Linux should rival Apple, urges Ubuntu founder - kirubakaran
http://www.techworld.com/opsys/news/index.cfm?newsid=102215
======
donw
The point that most Linux users and developers seem to miss is not that a good
user interface needs to be pretty -- it needs to be consistent. Sure, the
stylish looks of OS X do a lot to woo people to the platform, but the
experience is why people stay.

Consistency is the area where Linux fails miserably. Perhaps this is due to
the lack of a single visionary who leads the way in Linux desktop development,
but I'd say the problem lies more in the 'not built here' mentality of the
developers. Which is kind of ironic, because the entire point of free software
was that anybody could contribute to improving it.

Consider this: Think of your top ten Linux applications, and the GUI toolkits
they use to handle their interaction with X11. I'll wager that, out of those
ten applications, you can probably list four or five different GUI toolkits,
each of which works _slightly_ differently.
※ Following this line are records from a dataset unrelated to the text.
//! Variant-class matching against FDA indication text.
//!
//! Decides whether a concrete variant falls under a drug approval whose
//! label names the gene, a mutation class, or nothing specific. This is
//! what keeps BRAF G469A from claiming V600E approvals and T790M from
//! claiming first-generation TKI labels.

use std::collections::HashMap;

/// Tumor-contextual override for a class, e.g. KIT D816V which is
/// approved in mastocytosis but excluded in GIST unless the label names
/// the variant itself.
#[derive(Debug, Clone)]
pub struct SpecialRule {
    pub tumor_exclusion: &'static [&'static str],
    pub unless_explicit: bool,
}

#[derive(Debug, Clone)]
pub struct VariantClass {
    pub name: &'static str,
    /// Lowercase substrings that must appear in the indication text.
    pub patterns: &'static [&'static str],
    /// Uppercase explicit variants; "*" admits any variant of the gene.
    pub variants: &'static [&'static str],
    pub exclude_patterns: &'static [&'static str],
    /// Codon range admitting positional variants (residue-range indels).
    pub codon_range: Option<(u32, u32)>,
    pub special_rules: &'static [SpecialRule],
}

#[derive(Debug, Clone)]
pub struct GeneClasses {
    /// Any mutation of the gene qualifies (e.g. PIK3CA, ALK).
    pub default_approve: bool,
    /// A class pattern must match or the variant is rejected (BRAF, EGFR,
    /// KRAS): prevents non-V600 BRAF from claiming V600 approvals.
    pub require_explicit: bool,
    pub classes: &'static [VariantClass],
    /// Variants never admitted by gene-level matching for this gene,
    /// regardless of class (resistance variants living under their own
    /// labels, lab artifacts).
    pub exclude_variants: &'static [&'static str],
}

static BRAF_CLASSES: &[VariantClass] = &[VariantClass {
    name: "v600",
    patterns: &["v600"],
    variants: &["V600E", "V600K", "V600D", "V600R", "V600M", "V600G"],
    exclude_patterns: &[],
    codon_range: None,
    special_rules: &[],
}];

static EGFR_CLASSES: &[VariantClass] = &[VariantClass {
    name: "tki_sensitizing",
    patterns: &["egfr", "exon 19", "l858r"],
    variants: &["L858R", "L861Q", "G719A", "G719C", "G719S", "S768I"],
    exclude_patterns: &[],
    // Exon 19 residue-range deletions.
    codon_range: Some((729, 761)),
    special_rules: &[],
}];

static KRAS_CLASSES: &[VariantClass] = &[VariantClass {
    name: "g12c",
    patterns: &["g12c"],
    variants: &["G12C"],
    exclude_patterns: &[],
    codon_range: None,
    special_rules: &[],
}];

static KIT_CLASSES: &[VariantClass] = &[
    VariantClass {
        name: "gist_activating",
        patterns: &["gastrointestinal stromal", "gist"],
        variants: &["*"],
        exclude_patterns: &[],
        codon_range: None,
        special_rules: &[],
    },
    VariantClass {
        name: "d816v",
        patterns: &["mastocytosis", "d816v"],
        variants: &["D816V"],
        exclude_patterns: &[],
        codon_range: None,
        special_rules: &[SpecialRule {
            tumor_exclusion: &["gist", "gastrointestinal stromal"],
            unless_explicit: true,
        }],
    },
];

static PIK3CA_CLASSES: &[VariantClass] = &[];
static ALK_CLASSES: &[VariantClass] = &[];

fn build_gene_table() -> HashMap<&'static str, GeneClasses> {
    let mut m = HashMap::new();
    m.insert("BRAF", GeneClasses {
        default_approve: false,
        require_explicit: true,
        classes: BRAF_CLASSES,
        exclude_variants: &[],
    });
    m.insert("EGFR", GeneClasses {
        default_approve: false,
        require_explicit: true,
        classes: EGFR_CLASSES,
        // T790M/C797S live under their own resistance pathway; R108K is an
        // extracellular-domain variant with no TKI evidence.
        exclude_variants: &["T790M", "C797S", "R108K"],
    });
    m.insert("KRAS", GeneClasses {
        default_approve: false,
        require_explicit: true,
        classes: KRAS_CLASSES,
        exclude_variants: &[],
    });
    m.insert("KIT", GeneClasses {
        default_approve: false,
        require_explicit: false,
        classes: KIT_CLASSES,
        exclude_variants: &[],
    });
    m.insert("PIK3CA", GeneClasses {
        default_approve: true,
        require_explicit: false,
        classes: PIK3CA_CLASSES,
        exclude_variants: &[],
    });
    m.insert("ALK", GeneClasses {
        default_approve: true,
        require_explicit: false,
        classes: ALK_CLASSES,
        exclude_variants: &[],
    });
    m
}

/// Wild-type-requirement phrases; `{gene}` is substituted lowercased.
static GLOBAL_EXCLUSIONS: &[&str] = &[
    "{gene} wild-type",
    "{gene}-wild-type",
    "wild type {gene}",
    "without {gene} mutation",
    "{gene}-negative",
];

/// Outcome of matching a variant against one indication text.
#[derive(Debug, Clone, PartialEq)]
pub enum ClassMatch {
    /// Admitted, with the matching class name.
    Admitted(&'static str),
    Rejected,
}

pub struct VariantClassTable {
    genes: HashMap<&'static str, GeneClasses>,
}

impl VariantClassTable {
    pub fn new() -> Self {
        Self { genes: build_gene_table() }
    }

    pub fn gene_config(&self, gene: &str) -> Option<&GeneClasses> {
        self.genes.get(gene.to_uppercase().as_str())
    }

    pub fn requires_explicit(&self, gene: &str) -> bool {
        self.gene_config(gene).map(|g| g.require_explicit).unwrap_or(false)
    }

    /// True when the canonical variant sits on the gene's exclusion list
    /// and must never be admitted through gene-level label matching.
    pub fn is_excluded_variant(&self, gene: &str, variant: &str) -> bool {
        self.gene_config(gene)
            .map(|g| g.exclude_variants.iter().any(|v| v.eq_ignore_ascii_case(variant)))
            .unwrap_or(false)
    }

    /// Tumor-contextual override. `Some(true)` force-admits,
    /// `Some(false)` force-rejects, `None` defers to class matching.
    pub fn check_special_rules(
        &self,
        gene: &str,
        variant: &str,
        indication_text: &str,
        tumor_type: Option<&str>,
    ) -> Option<bool> {
        let config = self.gene_config(gene)?;
        let variant_upper = variant.to_uppercase();
        let tumor_lower = tumor_type.unwrap_or("").to_lowercase();
        let indication_lower = indication_text.to_lowercase();

        for class in config.classes {
            let in_class = class.variants.contains(&"*")
                || class.variants.iter().any(|v| *v == variant_upper);
            if !in_class {
                continue;
            }
            for rule in class.special_rules {
                let tumor_excluded = rule
                    .tumor_exclusion
                    .iter()
                    .any(|te| tumor_lower.contains(te));
                if tumor_excluded {
                    if rule.unless_explicit {
                        return Some(indication_lower.contains(&variant.to_lowercase()));
                    }
                    return Some(false);
                }
            }
        }
        None
    }

    /// Match a canonical variant against an FDA indication text.
    ///
    /// Order: wild-type exclusions, special tumor rules, hard variant
    /// exclusions, then class admission. Genes without configuration and
    /// genes marked `default_approve` admit any variant once the gene is
    /// named.
    pub fn match_indication(
        &self,
        gene: &str,
        variant: &str,
        indication_text: &str,
        tumor_type: Option<&str>,
        position: Option<u32>,
    ) -> ClassMatch {
        let indication_lower = indication_text.to_lowercase();
        let gene_lower = gene.to_lowercase();
        let variant_upper = variant.to_uppercase();

        for pattern in GLOBAL_EXCLUSIONS {
            let resolved = pattern.replace("{gene}", &gene_lower);
            if indication_lower.contains(&resolved) {
                return ClassMatch::Rejected;
            }
        }

        if let Some(forced) = self.check_special_rules(gene, variant, &indication_lower, tumor_type)
        {
            return if forced {
                ClassMatch::Admitted("special_rule")
            } else {
                ClassMatch::Rejected
            };
        }

        if self.is_excluded_variant(gene, variant) {
            return ClassMatch::Rejected;
        }

        let Some(config) = self.gene_config(gene) else {
            return ClassMatch::Admitted("default");
        };

        if config.default_approve {
            return ClassMatch::Admitted("default");
        }

        for class in config.classes {
            let pattern_matched = class.patterns.iter().any(|p| indication_lower.contains(p));
            if !pattern_matched {
                continue;
            }
            if class.exclude_patterns.iter().any(|p| indication_lower.contains(p)) {
                continue;
            }
            if class.variants.contains(&"*") || class.variants.iter().any(|v| *v == variant_upper) {
                return ClassMatch::Admitted(class.name);
            }
            if let (Some((lo, hi)), Some(pos)) = (class.codon_range, position) {
                if pos >= lo && pos <= hi {
                    return ClassMatch::Admitted(class.name);
                }
            }
        }

        if config.require_explicit {
            return ClassMatch::Rejected;
        }
        ClassMatch::Admitted("default")
    }
}

impl Default for VariantClassTable {
    fn default() -> Self {
        Self::new()
    }
}

// ── Tests ─────────────────────────────────────────────────────────────────────
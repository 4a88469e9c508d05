//! Runtime settings.
//! Reads oncotier.toml from the current directory or the path in the
//! ONCOTIER_CONFIG env var. Every field has a default so a missing file
//! yields a fully usable configuration.

use serde::{Deserialize, Serialize};
use std::path::Path;

#[derive(Debug, Clone, Serialize, Deserialize, Default)]
pub struct Settings {
    #[serde(default)]
    pub llm: LlmSettings,
    #[serde(default)]
    pub sources: SourceSettings,
    #[serde(default)]
    pub pipeline: PipelineSettings,
}

#[derive(Debug, Clone, Serialize, Deserialize)]
pub struct LlmSettings {
    #[serde(default = "default_model")]
    pub model: String,
    #[serde(default = "default_temperature")]
    pub temperature: f32,
    #[serde(default = "default_tokens_narrative")]
    pub max_tokens_narrative: u32,
    #[serde(default = "default_tokens_scoring")]
    pub max_tokens_scoring: u32,
    #[serde(default = "default_tokens_extraction")]
    pub max_tokens_extraction: u32,
    /// JSONL decision log path; None disables logging.
    #[serde(default)]
    pub decision_log: Option<String>,
}

fn default_model() -> String { "gpt-4o-mini".to_string() }
fn default_temperature() -> f32 { 0.1 }
fn default_tokens_narrative() -> u32 { 1000 }
fn default_tokens_scoring() -> u32 { 500 }
fn default_tokens_extraction() -> u32 { 1500 }

impl Default for LlmSettings {
    fn default() -> Self {
        Self {
            model: default_model(),
            temperature: default_temperature(),
            max_tokens_narrative: default_tokens_narrative(),
            max_tokens_scoring: default_tokens_scoring(),
            max_tokens_extraction: default_tokens_extraction(),
            decision_log: None,
        }
    }
}

#[derive(Debug, Clone, Serialize, Deserialize)]
pub struct SourceSettings {
    #[serde(default = "bool_true")]
    pub vicc_enabled: bool,
    #[serde(default = "default_cache_ttl")]
    pub cgi_cache_ttl_days: u64,
    #[serde(default = "default_cache_dir")]
    pub cgi_cache_dir: String,
    #[serde(default = "default_evidence_limit")]
    pub evidence_item_limit: usize,
    #[serde(default = "default_host_permits")]
    pub per_host_permits: usize,
}

fn bool_true() -> bool { true }
fn default_cache_ttl() -> u64 { 7 }
fn default_cache_dir() -> String { "data/cgi".to_string() }
fn default_evidence_limit() -> usize { 15 }
fn default_host_permits() -> usize { 4 }

impl Default for SourceSettings {
    fn default() -> Self {
        Self {
            vicc_enabled: bool_true(),
            cgi_cache_ttl_days: default_cache_ttl(),
            cgi_cache_dir: default_cache_dir(),
            evidence_item_limit: default_evidence_limit(),
            per_host_permits: default_host_permits(),
        }
    }
}

#[derive(Debug, Clone, Serialize, Deserialize)]
pub struct PipelineSettings {
    #[serde(default = "default_timeout")]
    pub timeout_sec: u64,
    #[serde(default = "default_retries")]
    pub retries: u32,
    #[serde(default = "default_score_threshold")]
    pub literature_score_threshold: f64,
    #[serde(default = "default_max_concurrent")]
    pub max_concurrent_validation: usize,
}

fn default_timeout() -> u64 { 60 }
fn default_retries() -> u32 { 3 }
fn default_score_threshold() -> f64 { 0.6 }
fn default_max_concurrent() -> usize { 3 }

impl Default for PipelineSettings {
    fn default() -> Self {
        Self {
            timeout_sec: default_timeout(),
            retries: default_retries(),
            literature_score_threshold: default_score_threshold(),
            max_concurrent_validation: default_max_concurrent(),
        }
    }
}

impl Settings {
    /// Load configuration from oncotier.toml.
    /// Checks ONCOTIER_CONFIG first, then the current directory; a
    /// missing file falls back to defaults, a malformed one is an error.
    pub fn load() -> anyhow::Result<Self> {
        let path = std::env::var("ONCOTIER_CONFIG")
            .unwrap_or_else(|_| "oncotier.toml".to_string());

        if !Path::new(&path).exists() {
            return Ok(Settings::default());
        }

        let content = std::fs::read_to_string(&path)?;
        let settings: Settings = toml::from_str(&content)?;
        Ok(settings)
    }

    /// Provider API keys come from the environment; an absent key
    /// disables that provider.
    pub fn openai_api_key() -> Option<String> {
        std::env::var("ONCOTIER_OPENAI_API_KEY")
            .or_else(|_| std::env::var("OPENAI_API_KEY"))
            .ok()
            .filter(|k| !k.is_empty())
    }

    pub fn anthropic_api_key() -> Option<String> {
        std::env::var("ONCOTIER_ANTHROPIC_API_KEY")
            .or_else(|_| std::env::var("ANTHROPIC_API_KEY"))
            .ok()
            .filter(|k| !k.is_empty())
    }

    pub fn semantic_scholar_api_key() -> Option<String> {
        std::env::var("SEMANTIC_SCHOLAR_API_KEY")
            .ok()
            .filter(|k| !k.is_empty())
    }
}

#[cfg(test)]
mod tests {
    use super::*;

    #[test]
    fn test_defaults() {
        let s = Settings::default();
        assert_eq!(s.llm.model, "gpt-4o-mini");
        assert_eq!(s.pipeline.timeout_sec, 60);
        assert_eq!(s.pipeline.retries, 3);
        assert!(s.sources.vicc_enabled);
        assert_eq!(s.sources.cgi_cache_ttl_days, 7);
        assert!((s.pipeline.literature_score_threshold - 0.6).abs() < f64::EPSILON);
    }

    #[test]
    fn test_partial_toml_fills_defaults() {
        let s: Settings = toml::from_str(
            r#"
            [llm]
            model = "claude-sonnet-4-5"

            [pipeline]
            timeout_sec = 30
            "#,
        )
        .unwrap();
        assert_eq!(s.llm.model, "claude-sonnet-4-5");
        assert_eq!(s.llm.max_tokens_narrative, 1000);
        assert_eq!(s.pipeline.timeout_sec, 30);
        assert_eq!(s.pipeline.max_concurrent_validation, 3);
    }
}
Why isn't there just one _really
good_ GUI toolkit?

I think the answer lies in pride -- everybody wants to have 'their' project,
so they start their own, rather than contributing to an existing codebase. For
the same reason, open-source project maintainers often do an awful job of
listening to their users and co-developers, because their pride of being at
the head of the train is threatened by other people making key decisions.

This pride also extends out into assuming that the user of said application
_wants_ to be an expert in its use, which leads to overly complicated
preference panes, nonsense confirmation dialogues, and so on.

This is why Linux applications often have the most appallingly inconsistent
interfaces, and sadly, I can't think of a good solution to the problem.
Frankly, I wish I could, because I would love to run Debian Linux on a Lenovo
tablet, and have a GUI that is as useful for me as OS X.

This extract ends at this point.